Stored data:
•••••

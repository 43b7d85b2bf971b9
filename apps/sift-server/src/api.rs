//! API handlers for the sift server
//!
//! - `POST /upload`: extract, refine the search term, filter
//! - `POST /generate_pdf`, `POST /generate_docx`: build a report download
//! - `POST /extract`: summarize an uploaded PDF

use std::path::Path;

use axum::{
    body::Bytes,
    extract::{Multipart, State},
    http::header,
    response::{IntoResponse, Response},
    Json,
};
use serde::{Deserialize, Serialize};
use sift_pdf::PdfExtractor;
use sift_types::{FilteredResult, ReportFormat, SearchMode, SearchSpec};
use tracing::{debug, info, warn};
use uuid::Uuid;

use crate::error::ServerError;
use crate::state::AppState;
use crate::storage::{image_name, resolve_image, save_upload};

/// Health check response
#[derive(Serialize)]
pub struct HealthResponse {
    pub status: &'static str,
    pub service: &'static str,
    pub version: &'static str,
}

/// Handler: GET /health
pub async fn handle_health() -> Json<HealthResponse> {
    Json(HealthResponse {
        status: "healthy",
        service: "sift-server",
        version: env!("CARGO_PKG_VERSION"),
    })
}

/// Fields of an upload form
#[derive(Default)]
struct UploadForm {
    file_name: Option<String>,
    file: Option<Bytes>,
    search_term: String,
    search_type: String,
}

async fn read_upload_form(multipart: &mut Multipart) -> Result<UploadForm, ServerError> {
    let mut form = UploadForm::default();
    while let Some(field) = multipart.next_field().await? {
        let name = field.name().unwrap_or_default().to_string();
        match name.as_str() {
            "file" => {
                form.file_name = field.file_name().map(str::to_string);
                form.file = Some(field.bytes().await?);
            }
            "search_term" => form.search_term = field.text().await?,
            "search_type" => form.search_type = field.text().await?,
            other => debug!("Ignoring form field '{}'", other),
        }
    }
    Ok(form)
}

fn required_file(form: &mut UploadForm) -> Result<Bytes, ServerError> {
    form.file
        .take()
        .filter(|bytes| !bytes.is_empty())
        .ok_or_else(|| ServerError::InvalidRequest("No file uploaded".to_string()))
}

/// Upload response
#[derive(Serialize)]
pub struct UploadResponse {
    pub success: bool,
    pub filename: String,
    /// Filtered text, newline-joined
    pub extracted_text: String,
    pub search: SearchSpec,
    /// Image names relative to the images directory, for the generate endpoints
    pub images: Vec<String>,
    pub page_count: u32,
    pub warnings: Vec<String>,
}

/// Handler: POST /upload
pub async fn handle_upload(
    State(state): State<AppState>,
    mut multipart: Multipart,
) -> Result<Json<UploadResponse>, ServerError> {
    let mut form = read_upload_form(&mut multipart).await?;
    let bytes = required_file(&mut form)?;
    let mode: SearchMode = form
        .search_type
        .parse()
        .map_err(|e: sift_types::UnknownVariant| ServerError::InvalidRequest(e.to_string()))?;
    let filename = form
        .file_name
        .clone()
        .unwrap_or_else(|| "document.pdf".to_string());

    let upload_id = Uuid::new_v4().to_string();
    let image_dir = state.dirs.images.join(&upload_id);
    info!(
        "Upload {}: '{}' ({} bytes), mode={}",
        upload_id,
        filename,
        bytes.len(),
        mode
    );

    let uploads = state.dirs.uploads.clone();
    let extractor = PdfExtractor::new(image_dir.clone());
    let extraction = tokio::task::spawn_blocking(move || {
        let upload = save_upload(&uploads, &bytes)?;
        Ok::<_, ServerError>(extractor.extract_file(upload.path())?)
    });

    let resources = state.resources.clone();
    let raw_term = form.search_term.clone();
    let refinement = tokio::task::spawn_blocking(move || resources.refine(&raw_term, mode));

    let (extraction, refinement) = tokio::join!(extraction, refinement);

    let document = extraction??;
    let searched = refinement?.and_then(|spec| {
        let filtered = sift_search::filter(&document.raw_text, &spec)?;
        Ok((spec, filtered))
    });
    let (spec, filtered) = match searched {
        Ok(searched) => searched,
        Err(e) => {
            discard_images(&image_dir).await;
            return Err(e.into());
        }
    };

    for warning in &document.warnings {
        warn!("Upload {}: {}", upload_id, warning);
    }
    info!(
        "Upload {}: {} lines kept, {} images",
        upload_id,
        filtered.len(),
        document.images.len()
    );

    Ok(Json(UploadResponse {
        success: true,
        filename,
        extracted_text: filtered.to_text(),
        search: spec,
        images: document
            .images
            .iter()
            .map(|asset| image_name(&state.dirs.images, asset))
            .collect(),
        page_count: document.page_count,
        warnings: document.warnings.iter().map(ToString::to_string).collect(),
    }))
}

/// Remove the images of an upload that produced no response
async fn discard_images(image_dir: &Path) {
    if let Err(e) = tokio::fs::remove_dir_all(image_dir).await {
        debug!("No image directory to clean up: {}", e);
    }
}

/// Report request, as echoed back from an upload response
#[derive(Debug, Deserialize)]
pub struct GenerateRequest {
    #[serde(default)]
    pub extracted_text: String,
    #[serde(default)]
    pub images: Vec<String>,
    #[serde(default)]
    pub filename: String,
}

/// Handler: POST /generate_pdf
pub async fn handle_generate_pdf(
    State(state): State<AppState>,
    Json(request): Json<GenerateRequest>,
) -> Result<Response, ServerError> {
    generate_report(&state, request, ReportFormat::Pdf).await
}

/// Handler: POST /generate_docx
pub async fn handle_generate_docx(
    State(state): State<AppState>,
    Json(request): Json<GenerateRequest>,
) -> Result<Response, ServerError> {
    generate_report(&state, request, ReportFormat::Docx).await
}

/// Keep a download name safe for a quoted Content-Disposition value
fn attachment_name(name: &str) -> String {
    name.chars()
        .map(|c| {
            if (c.is_ascii_graphic() && c != '"' && c != '\\') || c == ' ' {
                c
            } else {
                '_'
            }
        })
        .collect()
}

async fn generate_report(
    state: &AppState,
    request: GenerateRequest,
    format: ReportFormat,
) -> Result<Response, ServerError> {
    let images = request
        .images
        .iter()
        .map(|name| name.trim())
        .filter(|name| !name.is_empty())
        .map(|name| resolve_image(&state.dirs.images, name))
        .collect::<Result<Vec<_>, _>>()?;

    let file_name = attachment_name(&format.output_file_name(&request.filename));
    let output_path = state.dirs.outputs.join(&file_name);
    let content = FilteredResult::from_text(&request.extracted_text);

    // Served from memory; the output file may be replaced by a concurrent request
    let bytes = tokio::task::spawn_blocking(move || {
        let report = sift_report::render(format, &content, &images)?;
        report.persist(format, &content, &output_path)?;
        Ok::<_, ServerError>(report.bytes)
    })
    .await??;
    info!("Serving {} ({} bytes)", file_name, bytes.len());

    Ok((
        [
            (header::CONTENT_TYPE, format.mime_type().to_string()),
            (
                header::CONTENT_DISPOSITION,
                format!("attachment; filename=\"{}\"", file_name),
            ),
        ],
        bytes,
    )
        .into_response())
}

/// Summary response
#[derive(Serialize)]
pub struct SummaryResponse {
    pub summary: String,
}

/// Handler: POST /extract
pub async fn handle_extract(
    State(state): State<AppState>,
    mut multipart: Multipart,
) -> Result<Json<SummaryResponse>, ServerError> {
    let mut form = read_upload_form(&mut multipart).await?;
    let bytes = required_file(&mut form)?;

    let summarizer = state.summarizer.clone();
    let summary = tokio::task::spawn_blocking(move || {
        let text = sift_pdf::extract_text(&bytes)?;
        Ok::<_, ServerError>(summarizer.summarize(&text)?)
    })
    .await??;

    Ok(Json(SummaryResponse { summary }))
}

•••••

→ **Aim of the exercise**:
In the records above, locate every line with the string "refinement" and copy it.

→ **Reply**:
    let refinement = tokio::task::spawn_blocking(move || resources.refine(&raw_term, mode));
    let (extraction, refinement) = tokio::join!(extraction, refinement);
    let searched = refinement?.and_then(|spec| {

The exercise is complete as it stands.